An embodiment of the in the EP 1489667 A2 In accordance with the disclosed teaching, for the dielectric passivation of the solar cell back side, a compound comprising Al ₂ O ₃ and SiO ₂ is used.

The DE 3815 512 A1 discloses a solar cell made of a n + p junction-containing doped semiconductor body, which is covered over its entire surface with a contact layer on the back. On the back of the semiconductor body, an oxide layer is additionally applied over the entire surface.

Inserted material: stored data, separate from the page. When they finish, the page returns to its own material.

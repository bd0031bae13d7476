//! TensorSeal Core
//!
//! Ephemeral decryption pipeline for ML models stored encrypted at rest.
//!
//! This crate provides:
//! - Envelope parsing (`nonce || ciphertext`) with strict bounds checking
//! - An AES-128-CTR stream cipher engine with in-place transform
//! - A pluggable key source capability
//! - The decrypt pipeline that owns the plaintext buffer until handoff
//!
//! # Security Invariants
//!
//! - The plaintext model exists only in process memory, never at rest
//! - Key material is wiped as soon as the cipher schedule is initialized
//! - Plaintext buffers zeroize on drop; neither `Key` nor `Plaintext`
//!   implements `Clone`
//! - The caller's ciphertext buffer is never mutated
//! - No retries, no recovery: every error is terminal for the attempt
//! - Direct use of `unsafe` is forbidden (#![forbid(unsafe_code)])
//! - Key and plaintext bytes are never logged; the only diagnostic surface
//!   for a key is its truncated SHA-256 fingerprint
//!
//! There is no authentication tag on the envelope. A wrong key or corrupted
//! ciphertext is not detectable at this layer; it surfaces downstream when
//! the model runtime rejects the bytes.

#![forbid(unsafe_code)]
#![deny(missing_docs)]
#![cfg_attr(not(test), deny(clippy::unwrap_used))]
#![cfg_attr(not(test), deny(clippy::expect_used))]
#![cfg_attr(not(test), deny(clippy::panic))]

pub mod cipher;
pub mod envelope;
pub mod error;
pub mod key;
pub mod pipeline;
pub mod plaintext;

pub use cipher::CipherState;
pub use envelope::{Envelope, NONCE_LEN};
pub use error::SealError;
pub use key::{EnvKey, FileKey, FixedKey, Key, KeySource, KEY_LEN};
pub use pipeline::{seal, unseal};
pub use plaintext::Plaintext;
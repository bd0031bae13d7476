//! Key material and key sources.
//!
//! The decrypt pipeline asks a `KeySource` for a fresh key per operation
//! and wipes it as soon as the cipher schedule is initialized. Keys are
//! never persisted and never logged; the only diagnostic surface is a
//! truncated SHA-256 fingerprint.

use std::fmt;
use std::path::PathBuf;

use sha2::{Digest, Sha256};
use zeroize::{Zeroize, ZeroizeOnDrop};

use crate::error::SealError;

/// Key length in bytes (AES-128).
pub const KEY_LEN: usize = 16;

/// A 128-bit cipher key.
///
/// Zeroized on drop. Does not implement `Clone`: a key lives exactly as
/// long as the one decrypt operation that loaded it.
#[derive(Zeroize, ZeroizeOnDrop)]
pub struct Key([u8; KEY_LEN]);

impl Key {
    /// Wrap raw key bytes.
    pub fn from_bytes(bytes: [u8; KEY_LEN]) -> Self {
        Self(bytes)
    }

    /// Parse a key from 32 hex characters.
    ///
    /// # Errors
    ///
    /// Returns `SealError::InvalidKey` if the input is not exactly 16
    /// bytes of valid hex.
    pub fn from_hex(hex_str: &str) -> Result<Self, SealError> {
        let raw = hex::decode(hex_str.trim()).map_err(|_| SealError::InvalidKey)?;
        let bytes: [u8; KEY_LEN] = raw.try_into().map_err(|_| SealError::InvalidKey)?;
        Ok(Self(bytes))
    }

    /// Get the raw key bytes.
    pub(crate) fn as_bytes(&self) -> &[u8; KEY_LEN] {
        &self.0
    }

    /// Compute a key fingerprint for diagnostics.
    ///
    /// Returns the first 8 bytes of SHA256(key) as a hex string. Safe to
    /// log; the key bytes themselves must never be.
    pub fn fingerprint(&self) -> String {
        let mut hasher = Sha256::new();
        hasher.update(self.0);
        let digest = hasher.finalize();
        hex::encode(&digest[..8]) // 16 hex chars
    }
}

impl fmt::Debug for Key {
    fn fmt(&self, f: &mut fmt::Formatter<'_>) -> fmt::Result {
        // Never print key bytes
        f.debug_tuple("Key").field(&self.fingerprint()).finish()
    }
}

// Explicitly NOT implementing Clone
// impl Clone for Key { ... } // FORBIDDEN

/// A pluggable source of key material.
///
/// The pipeline only requires "a function that yields exactly 16 key
/// bytes". How those bytes are obtained (embedded constant, environment,
/// file, hardware keystore) is the implementation's concern. A source must
/// not log or otherwise expose the key.
pub trait KeySource {
    /// Yield a fresh key.
    ///
    /// # Errors
    ///
    /// Returns `SealError::InvalidKey` if the source cannot produce
    /// exactly 16 key bytes.
    fn load(&self) -> Result<Key, SealError>;
}

/// Key embedded at build time.
///
/// This is the weakest possible source: the key is recoverable from the
/// binary. Acceptable for raising the extraction bar on a bundled model,
/// not for anything stronger. Production deployments should implement
/// `KeySource` over a hardware-backed keystore instead.
#[derive(Zeroize, ZeroizeOnDrop)]
pub struct FixedKey([u8; KEY_LEN]);

impl FixedKey {
    /// Create a fixed key source from raw bytes.
    pub fn new(bytes: [u8; KEY_LEN]) -> Self {
        Self(bytes)
    }
}

impl KeySource for FixedKey {
    fn load(&self) -> Result<Key, SealError> {
        Ok(Key::from_bytes(self.0))
    }
}

/// Key read from an environment variable (32 hex chars).
pub struct EnvKey {
    var: String,
}

impl EnvKey {
    /// Create a source reading from the named environment variable.
    pub fn new(var: impl Into<String>) -> Self {
        Self { var: var.into() }
    }
}

impl KeySource for EnvKey {
    fn load(&self) -> Result<Key, SealError> {
        let hex_str = std::env::var(&self.var).map_err(|_| SealError::InvalidKey)?;
        Key::from_hex(&hex_str)
    }
}

/// Key read from a file (32 hex chars).
pub struct FileKey {
    path: PathBuf,
}

impl FileKey {
    /// Create a source reading from the given file.
    pub fn new(path: impl Into<PathBuf>) -> Self {
        Self { path: path.into() }
    }
}

impl KeySource for FileKey {
    fn load(&self) -> Result<Key, SealError> {
        let hex_str = std::fs::read_to_string(&self.path).map_err(|_| SealError::InvalidKey)?;
        Key::from_hex(&hex_str)
    }
}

The literature on highly efficient solar cell structures based on crystalline silicon has, as an essential feature for achieving high efficiencies, a dielectric passivation of the surfaces, wherein only at defined locations a connection between a metal contact and silicon is produced (cf. MA Green, Silicon Solar Cells, 1995 ).

While metallization is necessarily always patterned on the front, in industrial solar cells the backs are often fabricated with a full area interconnection of silicon and metal to form a back surface field (BSF) to reduce recombination. Major obstacles in the industrial implementation of processes to increase the efficiency by dielectric passivation of the cell backside are the high cost of the additional manufacturing steps required for this, as well as the difficulty in industrial processes to achieve a sufficient electronic quality of the resulting layers and contacts.

Suppression of surface recombination in silicon solar cells occurs through two mechanisms. By chemical saturation of electronic bonds of the silicon they are passivated, d. H. they do not cause electronic recombination. For this purpose, layers that have an electronic band gap, ie semiconductors or dielectrics, are suitable.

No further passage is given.